TASK TO CARRY OUT: Copy each line of the records below that mentions the word "true".

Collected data
──────
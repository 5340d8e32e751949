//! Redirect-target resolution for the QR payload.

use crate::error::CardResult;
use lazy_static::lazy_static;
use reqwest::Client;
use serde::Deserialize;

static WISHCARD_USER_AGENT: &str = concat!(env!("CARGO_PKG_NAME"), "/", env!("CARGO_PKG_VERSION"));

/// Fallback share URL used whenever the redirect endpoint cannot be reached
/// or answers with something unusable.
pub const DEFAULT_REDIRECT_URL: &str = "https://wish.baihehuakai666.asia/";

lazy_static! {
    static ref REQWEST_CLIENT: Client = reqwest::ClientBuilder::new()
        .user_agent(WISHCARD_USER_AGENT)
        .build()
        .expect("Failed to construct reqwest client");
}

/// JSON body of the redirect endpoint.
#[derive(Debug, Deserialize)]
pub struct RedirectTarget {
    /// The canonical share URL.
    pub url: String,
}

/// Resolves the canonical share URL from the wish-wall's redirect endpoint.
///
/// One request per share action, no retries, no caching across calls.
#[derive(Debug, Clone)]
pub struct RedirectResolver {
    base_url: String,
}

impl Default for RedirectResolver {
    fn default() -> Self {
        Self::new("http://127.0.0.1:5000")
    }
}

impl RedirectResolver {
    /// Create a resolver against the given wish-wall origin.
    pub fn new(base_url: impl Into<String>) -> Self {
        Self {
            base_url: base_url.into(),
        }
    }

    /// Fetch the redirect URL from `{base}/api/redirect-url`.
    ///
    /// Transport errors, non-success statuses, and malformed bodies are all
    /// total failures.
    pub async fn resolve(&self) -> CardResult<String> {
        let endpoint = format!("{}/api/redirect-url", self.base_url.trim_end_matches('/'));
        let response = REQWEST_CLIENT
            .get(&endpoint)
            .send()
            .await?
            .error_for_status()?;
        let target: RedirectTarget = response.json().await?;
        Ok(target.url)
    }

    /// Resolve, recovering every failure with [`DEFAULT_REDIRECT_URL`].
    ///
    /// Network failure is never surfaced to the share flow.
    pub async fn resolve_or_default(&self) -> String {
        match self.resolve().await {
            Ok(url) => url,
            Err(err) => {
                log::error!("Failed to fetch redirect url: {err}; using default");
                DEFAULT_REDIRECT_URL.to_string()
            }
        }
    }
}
──────
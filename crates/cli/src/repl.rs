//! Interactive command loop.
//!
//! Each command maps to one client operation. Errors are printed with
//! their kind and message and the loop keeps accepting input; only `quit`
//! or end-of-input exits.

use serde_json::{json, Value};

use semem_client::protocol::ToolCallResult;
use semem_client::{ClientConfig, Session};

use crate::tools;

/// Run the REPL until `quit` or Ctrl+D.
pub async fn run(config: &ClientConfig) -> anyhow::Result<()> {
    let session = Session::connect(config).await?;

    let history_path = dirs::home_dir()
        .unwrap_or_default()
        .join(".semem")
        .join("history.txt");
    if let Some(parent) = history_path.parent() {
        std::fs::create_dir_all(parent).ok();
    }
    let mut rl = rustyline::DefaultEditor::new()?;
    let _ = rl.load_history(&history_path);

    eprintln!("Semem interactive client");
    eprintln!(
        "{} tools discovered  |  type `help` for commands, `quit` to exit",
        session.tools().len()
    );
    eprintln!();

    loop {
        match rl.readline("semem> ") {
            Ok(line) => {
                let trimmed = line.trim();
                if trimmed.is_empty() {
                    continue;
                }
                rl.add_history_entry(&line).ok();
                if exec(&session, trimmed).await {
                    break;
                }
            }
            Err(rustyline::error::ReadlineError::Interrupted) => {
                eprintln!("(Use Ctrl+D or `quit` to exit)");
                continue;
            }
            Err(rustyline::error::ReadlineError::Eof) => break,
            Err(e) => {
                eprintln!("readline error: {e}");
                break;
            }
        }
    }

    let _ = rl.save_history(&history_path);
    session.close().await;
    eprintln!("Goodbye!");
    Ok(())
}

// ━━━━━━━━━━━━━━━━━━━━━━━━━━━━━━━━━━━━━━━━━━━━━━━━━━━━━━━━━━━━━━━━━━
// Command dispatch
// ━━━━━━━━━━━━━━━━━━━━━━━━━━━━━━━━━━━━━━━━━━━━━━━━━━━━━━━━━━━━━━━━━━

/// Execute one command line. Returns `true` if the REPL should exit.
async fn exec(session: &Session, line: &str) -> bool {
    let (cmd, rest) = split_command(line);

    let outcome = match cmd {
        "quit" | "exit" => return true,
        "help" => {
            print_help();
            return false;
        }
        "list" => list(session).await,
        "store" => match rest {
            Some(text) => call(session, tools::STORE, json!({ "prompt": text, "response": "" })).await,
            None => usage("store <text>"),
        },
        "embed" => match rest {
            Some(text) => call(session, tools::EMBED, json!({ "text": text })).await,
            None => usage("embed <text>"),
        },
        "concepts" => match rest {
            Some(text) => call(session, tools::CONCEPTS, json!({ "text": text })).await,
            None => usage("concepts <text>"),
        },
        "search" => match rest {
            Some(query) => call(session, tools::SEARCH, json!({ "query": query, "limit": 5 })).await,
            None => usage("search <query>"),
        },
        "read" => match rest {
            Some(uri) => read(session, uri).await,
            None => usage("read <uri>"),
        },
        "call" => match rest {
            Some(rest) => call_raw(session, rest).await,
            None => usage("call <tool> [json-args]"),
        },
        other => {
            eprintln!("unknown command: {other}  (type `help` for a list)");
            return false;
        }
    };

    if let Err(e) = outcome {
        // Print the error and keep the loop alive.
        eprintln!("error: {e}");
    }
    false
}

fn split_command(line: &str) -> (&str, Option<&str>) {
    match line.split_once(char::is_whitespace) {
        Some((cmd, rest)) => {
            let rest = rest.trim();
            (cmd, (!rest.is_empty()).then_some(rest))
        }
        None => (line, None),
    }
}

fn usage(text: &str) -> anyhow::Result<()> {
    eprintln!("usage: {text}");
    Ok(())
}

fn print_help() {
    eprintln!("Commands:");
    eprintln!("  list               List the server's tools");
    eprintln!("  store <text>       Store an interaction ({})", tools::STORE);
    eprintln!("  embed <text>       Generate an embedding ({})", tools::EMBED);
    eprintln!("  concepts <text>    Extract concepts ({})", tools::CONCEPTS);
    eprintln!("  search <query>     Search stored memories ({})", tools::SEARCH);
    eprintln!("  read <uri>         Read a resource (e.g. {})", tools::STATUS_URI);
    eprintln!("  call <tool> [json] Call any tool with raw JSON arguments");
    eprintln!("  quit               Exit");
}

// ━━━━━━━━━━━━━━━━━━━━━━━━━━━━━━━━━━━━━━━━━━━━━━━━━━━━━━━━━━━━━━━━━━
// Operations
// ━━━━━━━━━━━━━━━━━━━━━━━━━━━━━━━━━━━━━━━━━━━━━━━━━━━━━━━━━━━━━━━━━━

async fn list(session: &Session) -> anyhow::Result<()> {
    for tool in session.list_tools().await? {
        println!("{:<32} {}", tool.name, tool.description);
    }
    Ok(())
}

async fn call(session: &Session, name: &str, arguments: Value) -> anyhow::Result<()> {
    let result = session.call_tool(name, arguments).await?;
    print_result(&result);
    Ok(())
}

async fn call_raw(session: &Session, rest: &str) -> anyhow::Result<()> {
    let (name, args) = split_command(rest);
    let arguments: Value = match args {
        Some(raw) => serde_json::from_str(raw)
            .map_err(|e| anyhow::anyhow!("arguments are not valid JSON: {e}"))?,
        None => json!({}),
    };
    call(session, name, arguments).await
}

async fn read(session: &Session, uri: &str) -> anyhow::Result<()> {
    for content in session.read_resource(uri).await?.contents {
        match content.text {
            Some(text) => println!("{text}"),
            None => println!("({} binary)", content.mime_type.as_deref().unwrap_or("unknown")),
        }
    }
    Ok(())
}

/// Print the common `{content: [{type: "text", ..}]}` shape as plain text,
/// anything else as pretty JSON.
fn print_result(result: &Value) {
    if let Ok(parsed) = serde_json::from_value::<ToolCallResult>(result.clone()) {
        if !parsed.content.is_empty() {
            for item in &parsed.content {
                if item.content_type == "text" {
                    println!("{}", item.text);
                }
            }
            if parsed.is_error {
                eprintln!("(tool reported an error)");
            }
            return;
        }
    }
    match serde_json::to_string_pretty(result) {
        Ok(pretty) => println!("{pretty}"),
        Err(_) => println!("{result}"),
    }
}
──────
EXERCISE RESPONSE:
/// Execute one command line. Returns `true` if the REPL should exit.
        "quit" | "exit" => return true,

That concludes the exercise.